I have gotten Ubuntu 7.10 up and running on my Asus M6NE with all hardware working. So I want to dump Windows. I can't do that yet since my work requires me to run Cisco VPN to connect to work. I have it all working in a VM Machine but it is very resource consuming to run the VM Machine just to connect for editing work.

Cisco needs the system to be open bi-directionally to the following ports:
UDP 500 IKE port
UDP 5000 port
UDP 10000 port

Now I can't get the iptables setup so that it is working. Well to be exact I am getting:

Initializing the VPN connection.
Secure VPN Connection terminated locally by the Client
Reason: Failed to establish a VPN connection.
There are no new notification messages at this time.

every time I connect. Any one got any Ideas how to work around this problem? Check ports if they are open properly and stuff.

Thanks and BR
Badees

cisco vpn's run fine under linux too. you can use the cisco own client or the friendlier vpnc client. you may have issues depending on their peer configuration, but certainly a better bet that a windows vm.

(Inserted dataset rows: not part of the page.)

/// Built in ellipsoids: name, semimajor axis, reciproque flattening.
/// Following the EPSG convention, a zero reciproque flattening
/// indicates zero flattening.
#[rustfmt::skip]
pub(crate) const ELLIPSOID_LIST: [(&str, f64, f64); 11] = [
    ("WGS84",    6_378_137.0,   298.257_223_563),
    ("GRS80",    6_378_137.0,   298.257_222_100_882_7),
    ("WGS72",    6_378_135.0,   298.26),
    ("intl",     6_378_388.0,   297.0),
    ("Helmert",  6_378_200.0,   298.3),
    ("krass",    6_378_245.0,   298.3),
    ("clrk66",   6_378_206.4,   294.978_698_2),
    ("clrk80",   6_378_249.145, 293.465),
    ("bessel",   6_377_397.155, 299.152_812_8),
    ("airy",     6_377_563.396, 299.324_964_6),
    ("mod_airy", 6_377_340.189, 299.324_964_6),
];
use crate::Ellipsoid;
use crate::Error;
use log::info;
use log::warn;
use once_cell::sync::Lazy;
use std::collections::BTreeMap;

/// A geodetic datum: A reference frame identity, bound to the
/// ellipsoid its coordinates refer to.
#[derive(Clone, Debug, PartialEq)]
pub struct Datum {
    name: String,
    ellipsoid: Ellipsoid,
}

impl Datum {
    /// A user defined datum
    #[must_use]
    pub fn new(name: &str, ellipsoid: Ellipsoid) -> Datum {
        Datum {
            name: name.to_string(),
            ellipsoid,
        }
    }

    #[must_use]
    pub fn name(&self) -> &str {
        &self.name
    }

    #[must_use]
    pub fn ellipsoid(&self) -> &Ellipsoid {
        &self.ellipsoid
    }

    /// The names of the built in datums, in alphabetical order
    pub fn registry() -> impl Iterator<Item = &'static str> {
        REGISTRY.keys().copied()
    }
}

/// Look up one of the built in datums by name.
pub fn datum(name: &str) -> Result<&'static Datum, Error> {
    REGISTRY
        .get(name)
        .ok_or_else(|| Error::NotFound(format!("datum {name}")))
}

// Datum name, ellipsoid name
const DATUM_LIST: [(&str, &str); 12] = [
    ("WGS84", "WGS84"),
    ("WGS72", "WGS72"),
    ("NAD83", "GRS80"),
    ("ETRS89", "GRS80"),
    ("GDA94", "GRS80"),
    ("NAD27", "clrk66"),
    ("ED50", "intl"),
    ("OSGB36", "airy"),
    ("Irl1975", "mod_airy"),
    ("TokyoJapan", "bessel"),
    ("Pulkovo1942", "krass"),
    ("Helmert1906", "Helmert"),
];

static REGISTRY: Lazy<BTreeMap<&'static str, Datum>> = Lazy::new(|| {
    let mut registry = BTreeMap::new();
    for (name, ellps) in DATUM_LIST {
        match Ellipsoid::named(ellps) {
            Ok(ellipsoid) => {
                registry.insert(name, Datum::new(name, ellipsoid));
            }
            Err(e) => warn!("Datum {name} skipped: {e}"),
        }
    }
    info!("Datum registry built with {} entries", registry.len());
    registry
});

// ----- Tests ---------------------------------------------------------------------

#[cfg(test)]
mod tests {
    use super::*;

    #[test]
    fn lookup() -> Result<(), Error> {
        let wgs84 = datum("WGS84")?;
        assert_eq!(wgs84.name(), "WGS84");
        assert_eq!(*wgs84.ellipsoid(), Ellipsoid::default());

        let osgb36 = datum("OSGB36")?;
        assert_eq!(osgb36.ellipsoid().semimajor_axis(), 6_377_563.396);

        // NAD83 and ETRS89 share the GRS80 ellipsoid
        let nad83 = datum("NAD83")?;
        let etrs89 = datum("ETRS89")?;
        assert_eq!(nad83.ellipsoid(), etrs89.ellipsoid());
        assert!(!nad83.ellipsoid().is_compatible_with(wgs84.ellipsoid()));

        assert!(matches!(datum("Atlantis"), Err(Error::NotFound(_))));
        Ok(())
    }

    #[test]
    fn registry() -> Result<(), Error> {
        let names: Vec<_> = Datum::registry().collect();
        assert_eq!(names.len(), DATUM_LIST.len());
        assert!(names.contains(&"ED50"));
        assert!(names.windows(2).all(|w| w[0] < w[1]));
        for name in names {
            assert_eq!(datum(name)?.name(), name);
        }

        // Lookups hand out the same static instance every time
        assert!(std::ptr::eq(datum("WGS84")?, datum("WGS84")?));

        let mine = Datum::new("Mine", Ellipsoid::named("intl")?);
        assert_eq!(mine.ellipsoid(), datum("ED50")?.ellipsoid());
        assert!(Datum::registry().all(|name| name != "Mine"));
        Ok(())
    }
}
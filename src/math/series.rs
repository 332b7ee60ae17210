// --- Polynomial evaluation ----

pub mod taylor {
    /// Evaluate Σ cᵢ · xⁱ using Horner's scheme. The coefficients are
    /// given in order of increasing power.
    pub fn horner(arg: f64, coefficients: &[f64]) -> f64 {
        let mut coefficients = coefficients.iter().rev();
        let Some(first) = coefficients.next() else {
            return 0.;
        };
        let mut value = *first;
        for c in coefficients {
            value = value.mul_add(arg, *c);
        }
        value
    }
}

// ----- Tests ---------------------------------------------------------------------
//! Miscellaneous math functions for general use

/// Free functions for normalizing, wrapping and unrolling angles.
pub mod angular;

/// Polynomial evaluation
pub mod series;
pub use series::taylor;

in terms of what you've done, you've said nothing about the kind of vm networking you are doing - bridged? natted? what vm product is it in the first place? if it's bridged then there's nothing within the linux side that should be at all relevant.

Configs
 

I am running on VMPlayer for now. I have to use both Bridge and Nat depending on how I am connected. If I am in my local network then I can Bridge. If I am connecting via public WiFi then I need to NAT since they will only issue one ip per MAC and I am to lazy to spoof a VM MAC. The VM works fine in all cases.

Any way I tried the VPNC but I can't config it. The Cisco setting is that there is not group name and when I try to make a connection in the VPN manager I can't move to the next instruction page. The system uses a Certificate (.pfx). I haven't found any useful articles about how to import .pfx files.

More over since I am running compfiz I sometimes don't get the keyboard in the VM system. If I don't use full screen then I can't see all the desktop. If I use 800x600 then its to small to maneuver for work.(That may just be me being spoiled.)

What is port udp/5000 for?

For UDP NAT traversal you should have udp/500, udp/4500, and udp/10000 opened.

You also should have the UDP NAT traversal option checked in the client.

For Windows users
Cisco VPN Ubuntu guide
Options list for the PCF file (and a Kvpn guide too, however not relevant.)
Cisco PCF full options list

I hope this helps on getting you going.

Port 5000 is for IPSec or so the doc said. Thanks I will have to look into it a bit later. I have to get some work done so I was forced back to winblows.